JCP urges Tokyo governor to send condolences to annual memorial service for Korean victims of 1923 massacre

August 31, 2024

The Japanese Communist Party Tokyo Metropolitan Assemblymembers’ group, together with two Tokyo-based local political parties, on August 29 submitted to Tokyo Governor Koike Yuriko a written request calling on her to send a message of condolence to the annual memorial ceremony held for Koreans who were massacred by vigilantes in the chaos following the 1923 Great Kanto Earthquake.

The ceremony is hosted annually by the organizing committee consisting of Korean residents’ groups and Japanese civil groups on September 1 in front of the massacre monument located in a metropolitan park.

Governor Koike in 2017, a year after she assumed office, broke her predecessors’ tradition and decided not to send an annual message to the ceremony. As the reason for this decision, she explained that she mourns “all” victims of the 1923 massive quake at the Tokyo-to Irei Kyokai’s (Tokyo Memorial Association) Buddhist memorial service on September 1.

The metropolitan assemblypersons in their document criticized the governor’s explanation, and stressed that a massacre is totally different from a natural disaster. The document pointed out that the governor’s stance toward the 1923 Korean massacre is an affront to the victims’ dignity and encourages historical revisionists and ethno-nationalists, which is absolutely unacceptable.

The assemblypersons’ document pointed out that since the governor decided to refuse to send a eulogy, a hate-speech rally has been taking place simultaneously near the organizing committee-hosted memorial ceremony.

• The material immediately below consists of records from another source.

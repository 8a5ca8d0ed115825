//! Node records stored in the [`Document`](crate::Document) arena.

use crate::interner::{AttrId, Namespace, PrefixId, Tag, TagId};

/// A type-safe index into the document arena.
///
/// [§ 4.4 Interface Node](https://dom.spec.whatwg.org/#interface-node)
/// "Each node has an associated node document..."
#[derive(Debug, Clone, Copy, PartialEq, Eq, Hash, PartialOrd, Ord)]
pub struct NodeId(pub usize);

impl NodeId {
    /// The document node is always at index 0.
    pub const ROOT: Self = Self(0);
}

/// [§ 4.4 Interface Node](https://dom.spec.whatwg.org/#interface-node)
///
/// "Node is an abstract interface that is used by all nodes in a tree."
///
/// Links are arena indices. The sibling chain of a parent always runs from
/// its `first_child` to its `last_child`.
#[derive(Debug, Clone)]
pub struct Node {
    /// "Each node has an associated node type"
    pub node_type: NodeType,
    /// The document that owns this node's slot.
    pub owner_document: NodeId,
    /// [§ 4.4](https://dom.spec.whatwg.org/#concept-tree-parent)
    pub parent: Option<NodeId>,
    /// [§ 4.4](https://dom.spec.whatwg.org/#concept-tree-first-child)
    pub first_child: Option<NodeId>,
    /// [§ 4.4](https://dom.spec.whatwg.org/#concept-tree-last-child)
    pub last_child: Option<NodeId>,
    /// [§ 4.4](https://dom.spec.whatwg.org/#concept-tree-previous-sibling)
    pub prev_sibling: Option<NodeId>,
    /// [§ 4.4](https://dom.spec.whatwg.org/#concept-tree-next-sibling)
    pub next_sibling: Option<NodeId>,
}

impl Node {
    pub(crate) const fn detached(node_type: NodeType, owner_document: NodeId) -> Self {
        Self {
            node_type,
            owner_document,
            parent: None,
            first_child: None,
            last_child: None,
            prev_sibling: None,
            next_sibling: None,
        }
    }

    /// Element data, if this node is an element.
    #[must_use]
    pub const fn as_element(&self) -> Option<&ElementData> {
        match &self.node_type {
            NodeType::Element(data) => Some(data),
            _ => None,
        }
    }

    /// Text data, if this node is a text node.
    #[must_use]
    pub fn as_text(&self) -> Option<&str> {
        match &self.node_type {
            NodeType::Text(text) => Some(text),
            _ => None,
        }
    }
}

/// "Each node has an associated node type"
#[derive(Debug, Clone)]
pub enum NodeType {
    /// [§ 4.5 Interface Document](https://dom.spec.whatwg.org/#interface-document)
    Document,
    /// [§ 4.6 Interface DocumentType](https://dom.spec.whatwg.org/#interface-documenttype)
    DocumentType(DoctypeData),
    /// [§ 4.7 Interface DocumentFragment](https://dom.spec.whatwg.org/#interface-documentfragment)
    DocumentFragment,
    /// [§ 4.9 Interface Element](https://dom.spec.whatwg.org/#interface-element)
    Element(ElementData),
    /// [§ 4.11 Interface Text](https://dom.spec.whatwg.org/#interface-text)
    Text(String),
    /// [§ 4.14 Interface Comment](https://dom.spec.whatwg.org/#interface-comment)
    Comment(String),
    /// [§ 4.13 Interface ProcessingInstruction](https://dom.spec.whatwg.org/#interface-processinginstruction)
    ProcessingInstruction {
        /// The PI target.
        target: String,
        /// The PI data.
        data: String,
    },
}

/// "Doctypes have an associated name, public ID, and system ID."
#[derive(Debug, Clone, Default, PartialEq, Eq)]
pub struct DoctypeData {
    /// The doctype name (empty when missing).
    pub name: String,
    /// The public identifier (empty when missing).
    pub public_id: String,
    /// The system identifier (empty when missing).
    pub system_id: String,
}

/// [§ 4.9.2 Interface Attr](https://dom.spec.whatwg.org/#interface-attr)
#[derive(Debug, Clone, PartialEq, Eq)]
pub struct Attr {
    /// Interned local name.
    pub local_name: AttrId,
    /// Qualified name for prefixed foreign attributes (`xlink:href`).
    pub qualified_name: Option<String>,
    /// Attribute namespace, [`Namespace::None`] for ordinary attributes.
    pub namespace: Namespace,
    /// Namespace prefix, if any.
    pub prefix: Option<PrefixId>,
    /// Attribute value.
    pub value: String,
    /// The element this attribute is attached to.
    pub owner: Option<NodeId>,
}

impl Attr {
    /// An unprefixed, un-namespaced attribute.
    #[must_use]
    pub const fn new(local_name: AttrId, value: String) -> Self {
        Self {
            local_name,
            qualified_name: None,
            namespace: Namespace::None,
            prefix: None,
            value,
            owner: None,
        }
    }
}

/// Element-specific data.
///
/// "Elements have an associated namespace, namespace prefix, local name..."
/// plus an ordered attribute list. Positions of `id` and `class` are cached.
#[derive(Debug, Clone)]
pub struct ElementData {
    /// Interned local name.
    pub tag: TagId,
    /// Element namespace.
    pub namespace: Namespace,
    /// Namespace prefix, if any.
    pub prefix: Option<PrefixId>,
    attrs: Vec<Attr>,
    id_index: Option<usize>,
    class_index: Option<usize>,
    /// [§ 4.12.3](https://html.spec.whatwg.org/multipage/scripting.html#template-contents)
    /// "Each template element has an associated DocumentFragment object that
    /// is its template contents."
    pub template_content: Option<NodeId>,
}

impl ElementData {
    /// A new element with no attributes.
    #[must_use]
    pub const fn new(tag: TagId, namespace: Namespace) -> Self {
        Self {
            tag,
            namespace,
            prefix: None,
            attrs: Vec::new(),
            id_index: None,
            class_index: None,
            template_content: None,
        }
    }

    /// Whether this is the HTML element `tag`.
    #[must_use]
    pub fn is_html(&self, tag: Tag) -> bool {
        self.namespace == Namespace::Html && self.tag == tag
    }

    /// Whether this element has `tag` in namespace `ns`.
    #[must_use]
    pub fn is(&self, tag: Tag, ns: Namespace) -> bool {
        self.namespace == ns && self.tag == tag
    }

    /// Attributes in insertion order.
    #[must_use]
    pub fn attrs(&self) -> &[Attr] {
        &self.attrs
    }

    /// Append an attribute, updating the `id`/`class` cache.
    pub fn append_attr(&mut self, attr: Attr) {
        if attr.namespace == Namespace::None {
            if attr.local_name == AttrId::ID && self.id_index.is_none() {
                self.id_index = Some(self.attrs.len());
            } else if attr.local_name == AttrId::CLASS && self.class_index.is_none() {
                self.class_index = Some(self.attrs.len());
            }
        }
        self.attrs.push(attr);
    }

    /// The first attribute with this local name.
    #[must_use]
    pub fn attr(&self, name: AttrId) -> Option<&Attr> {
        self.attrs.iter().find(|a| a.local_name == name)
    }

    /// The value of the first attribute with this local name.
    #[must_use]
    pub fn attr_value(&self, name: AttrId) -> Option<&str> {
        self.attr(name).map(|a| a.value.as_str())
    }

    /// Whether an attribute with this local name exists.
    #[must_use]
    pub fn has_attr(&self, name: AttrId) -> bool {
        self.attr(name).is_some()
    }

    /// The element's `id` attribute value, via the cached position.
    #[must_use]
    pub fn id(&self) -> Option<&str> {
        self.id_index.map(|i| self.attrs[i].value.as_str())
    }

    /// The element's `class` attribute value, via the cached position.
    #[must_use]
    pub fn class(&self) -> Option<&str> {
        self.class_index.map(|i| self.attrs[i].value.as_str())
    }

    /// Space-separated class names.
    pub fn classes(&self) -> impl Iterator<Item = &str> {
        self.class().into_iter().flat_map(str::split_ascii_whitespace)
    }
}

The document stated, “Governor Koike should be held responsible for causing this situation. The Tokyo government should take a stance not to tolerate any acts of showing disrespect for and expressing hate toward other people based on their ethnicity or race.”

On the following day, Governor Koike announced her decision not to send a message to the ceremony. This is the eighth consecutive year that she has made the same announcement.

In the wake of the Great Kanto Earthquake on September 1, 1923, thousands of innocent Koreans and Chinese were slaughtered by the military, the police, and neighborhood watch groups amid widespread false rumors such as that Koreans poured poison into wells.

Past related article:
> Tokyo Governor decides not to send annual condolences to Korean victims of 1923 quake [August 25, 2017]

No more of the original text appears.